■ **WHAT YOU HAVE TO DO**:
Find every line in the records below that holds the word "serde", and copy it out.

■ **DATA SHOWN**:
════════════════════

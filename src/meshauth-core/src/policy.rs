//! Turns a verified peer identity into an authorization grant.
//!
//! Tagged peers receive one policy per tag, `tag:<name>` becoming
//! `<prefix>/<name>`, and no alias. User peers receive no policies and an
//! alias keyed by their login name. Both carry the peer's computed name as
//! metadata and a lease whose ttl equals its max ttl, so the host has to
//! resolve the peer again instead of renewing.
use crate::grant::{
    Alias, AuthorizationGrant, LeaseOptions, ALIAS_METADATA_DISPLAY_NAME, METADATA_NAME,
};
use crate::identity::{IdentityMode, PeerIdentity, TAG_PREFIX};
use std::collections::BTreeMap;
use std::time::Duration;

pub const DEFAULT_POLICY_PREFIX: &str = "tailscale";
pub const DEFAULT_LEASE_TTL: Duration = Duration::from_secs(2 * 60);

/// Maps a single tag onto a policy name. Tags lacking the `tag:` prefix are
/// passed through as they are.
pub fn tag_to_policy(prefix: &str, tag: &str) -> String {
    format!("{}/{}", prefix, tag.strip_prefix(TAG_PREFIX).unwrap_or(tag))
}

#[derive(Clone, Debug)]
pub struct PolicyDeriver {
    prefix: String,
    lease_ttl: Duration,
}

impl Default for PolicyDeriver {
    fn default() -> Self {
        Self::new(DEFAULT_POLICY_PREFIX, DEFAULT_LEASE_TTL)
    }
}

impl PolicyDeriver {
    pub fn new(prefix: &str, lease_ttl: Duration) -> Self {
        Self {
            prefix: prefix.to_string(),
            lease_ttl,
        }
    }

    pub fn prefix(&self) -> &str {
        &self.prefix
    }

    pub fn lease_ttl(&self) -> Duration {
        self.lease_ttl
    }

    pub fn derive_grant(&self, identity: &PeerIdentity) -> AuthorizationGrant {
        let (policies, alias): (Vec<String>, Option<Alias>) = match identity.mode() {
            IdentityMode::Tagged(tags) => (
                tags.iter()
                    .map(|tag| tag_to_policy(&self.prefix, tag))
                    .collect(),
                None,
            ),
            IdentityMode::User {
                login_name,
                display_name,
            } => (
                vec![],
                Some(Alias {
                    name: login_name.to_string(),
                    metadata: BTreeMap::from([(
                        ALIAS_METADATA_DISPLAY_NAME.to_string(),
                        display_name.to_string(),
                    )]),
                }),
            ),
        };

        AuthorizationGrant {
            policies,
            alias,
            metadata: BTreeMap::from([(
                METADATA_NAME.to_string(),
                identity.computed_name.clone(),
            )]),
            lease: LeaseOptions::non_renewable(self.lease_ttl),
        }
    }
}
pub mod environment;
pub mod error;
pub mod logger;
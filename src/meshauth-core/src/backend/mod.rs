//! The credential backend a host mounts to let mesh peers log in.
//!
//! A login request carries no credentials, only the connection the host
//! observed. The backend resolves the peer behind that connection and answers
//! with the grant derived from its identity, or refuses outright.
use crate::config::BackendConfig;
use crate::error::configuration::ConfigurationError;
use crate::error::configuration::ConfigurationError::MissingConfiguration;
use crate::error::handle_request::HandleRequestError;
use crate::error::handle_request::HandleRequestError::{
    LoginFailed, MissingConnection, NotConfigured, UnsupportedOperation, UnsupportedPath,
};
use crate::oracle::{IdentityOracle, LocalApiOracle};
use crate::policy::PolicyDeriver;
use crate::resolver::{PeerResolver, RequestContext};
use paths::{Callback, PathOperation, PathSpec, SpecialPaths};
use regex::Regex;
use serde::{Deserialize, Serialize};
use slog::{info, o, warn, Logger};
use std::collections::BTreeMap;
use std::fmt;
use std::sync::Arc;

pub mod paths;
pub mod request;
pub mod response;

pub use request::{Connection, Request};
pub use response::{Auth, AuthAlias, Response};

pub const LOGIN_PATH: &str = "login";
pub const HELP: &str = "Authenticate using a Tailscale mesh";

#[derive(Clone, Copy, Debug, PartialEq, Eq, PartialOrd, Ord, Hash, Serialize, Deserialize)]
#[serde(rename_all = "lowercase")]
pub enum Operation {
    Create,
    Read,
    Update,
    Delete,
    List,
}

impl fmt::Display for Operation {
    fn fmt(&self, f: &mut fmt::Formatter<'_>) -> fmt::Result {
        let name = match self {
            Operation::Create => "create",
            Operation::Read => "read",
            Operation::Update => "update",
            Operation::Delete => "delete",
            Operation::List => "list",
        };
        f.write_str(name)
    }
}

#[derive(Clone, Copy, Debug, PartialEq, Eq)]
pub enum BackendType {
    Credential,
}

/// What the host hands a backend at mount time.
#[derive(Clone, Debug, Default)]
pub struct SetupContext {
    pub config: Option<BackendConfig>,
}

#[async_trait::async_trait]
pub trait AuthableBackend: Send + Sync {
    fn backend_type(&self) -> BackendType;

    fn help(&self) -> &str;

    fn paths(&self) -> &[PathSpec];

    fn special_paths(&self) -> &SpecialPaths;

    fn configure(&mut self, ctx: &SetupContext) -> Result<(), ConfigurationError>;

    async fn handle(
        &self,
        ctx: &RequestContext,
        request: &Request,
    ) -> Result<Response, HandleRequestError>;
}

pub struct MeshAuthBackend {
    resolver: PeerResolver,
    deriver: Option<PolicyDeriver>,
    paths: Vec<PathSpec>,
    special_paths: SpecialPaths,
    log: Logger,
}

/// Builds and configures a backend resolving peers through `oracle`.
pub fn factory(
    ctx: &SetupContext,
    oracle: Arc<dyn IdentityOracle>,
    log: &Logger,
) -> Result<MeshAuthBackend, ConfigurationError> {
    let mut backend = MeshAuthBackend::new(oracle, log);
    backend.configure(ctx)?;
    Ok(backend)
}

/// Like [`factory`], with an oracle talking to the mesh daemon described in the configuration.
pub fn local_api_factory(
    ctx: &SetupContext,
    log: &Logger,
) -> Result<MeshAuthBackend, ConfigurationError> {
    let config = ctx.config.as_ref().ok_or(MissingConfiguration())?;
    let oracle = LocalApiOracle::new(&config.oracle)?;
    factory(ctx, Arc::new(oracle), log)
}

fn login_path() -> PathSpec {
    PathSpec {
        pattern: Regex::new(&format!("^{}$", LOGIN_PATH)).unwrap(),
        operations: BTreeMap::from([(
            Operation::Update,
            PathOperation {
                callback: Callback::Login,
                summary: "Log in using tailscale",
            },
        )]),
    }
}

impl MeshAuthBackend {
    /// An unconfigured backend; it refuses every request until [`AuthableBackend::configure`] succeeds.
    pub fn new(oracle: Arc<dyn IdentityOracle>, log: &Logger) -> Self {
        let log = log.new(o!("backend" => "meshauth"));
        Self {
            resolver: PeerResolver::new(oracle, &log),
            deriver: None,
            paths: vec![login_path()],
            special_paths: SpecialPaths {
                unauthenticated: vec![LOGIN_PATH],
            },
            log,
        }
    }

    async fn handle_login(
        &self,
        ctx: &RequestContext,
        deriver: &PolicyDeriver,
        connection: Option<&Connection>,
    ) -> Result<Response, HandleRequestError> {
        let connection = connection.ok_or(MissingConnection())?;

        let identity = self
            .resolver
            .resolve_peer(ctx, &connection.remote_addr, connection.remote_port)
            .await
            .map_err(|err| {
                warn!(
                    self.log,
                    "Login rejected";
                    "remote_addr" => &connection.remote_addr,
                    "remote_port" => connection.remote_port,
                    "cause" => ErrorChain(&err).to_string()
                );
                LoginFailed(err)
            })?;

        let grant = deriver.derive_grant(&identity);
        info!(
            self.log,
            "Login granted";
            "remote_addr" => &connection.remote_addr,
            "remote_port" => connection.remote_port,
            "name" => &identity.computed_name,
            "policies" => grant.policies.join(","),
            "alias" => grant.alias.as_ref().map(|a| a.name.clone()).unwrap_or_default()
        );

        Ok(Response {
            auth: Some(grant.into_auth()),
        })
    }
}

#[async_trait::async_trait]
impl AuthableBackend for MeshAuthBackend {
    fn backend_type(&self) -> BackendType {
        BackendType::Credential
    }

    fn help(&self) -> &str {
        HELP
    }

    fn paths(&self) -> &[PathSpec] {
        &self.paths
    }

    fn special_paths(&self) -> &SpecialPaths {
        &self.special_paths
    }

    fn configure(&mut self, ctx: &SetupContext) -> Result<(), ConfigurationError> {
        self.deriver = None;
        let config = ctx.config.as_ref().ok_or(MissingConfiguration())?;
        config.validate()?;
        self.deriver = Some(PolicyDeriver::new(&config.policy_prefix, config.lease_ttl));
        Ok(())
    }

    async fn handle(
        &self,
        ctx: &RequestContext,
        request: &Request,
    ) -> Result<Response, HandleRequestError> {
        let deriver = self.deriver.as_ref().ok_or(NotConfigured())?;
        let spec = self
            .paths
            .iter()
            .find(|spec| spec.is_match(&request.path))
            .ok_or_else(|| UnsupportedPath(request.path.clone()))?;
        let operation = spec
            .operation(request.operation)
            .ok_or_else(|| UnsupportedOperation {
                path: request.path.clone(),
                operation: request.operation,
            })?;

        match operation.callback {
            Callback::Login => {
                self.handle_login(ctx, deriver, request.connection.as_ref())
                    .await
            }
        }
    }
}

/// Renders an error followed by all of its causes.
struct ErrorChain<'a>(&'a dyn std::error::Error);

impl fmt::Display for ErrorChain<'_> {
    fn fmt(&self, f: &mut fmt::Formatter<'_>) -> fmt::Result {
        write!(f, "{}", self.0)?;
        let mut source = self.0.source();
        while let Some(cause) = source {
            write!(f, ": {}", cause)?;
            source = cause.source();
        }
        Ok(())
    }
}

════════════════════

■ **ANSWER FOR THIS EXERCISE**:
use serde::{Deserialize, Serialize};
#[serde(rename_all = "lowercase")]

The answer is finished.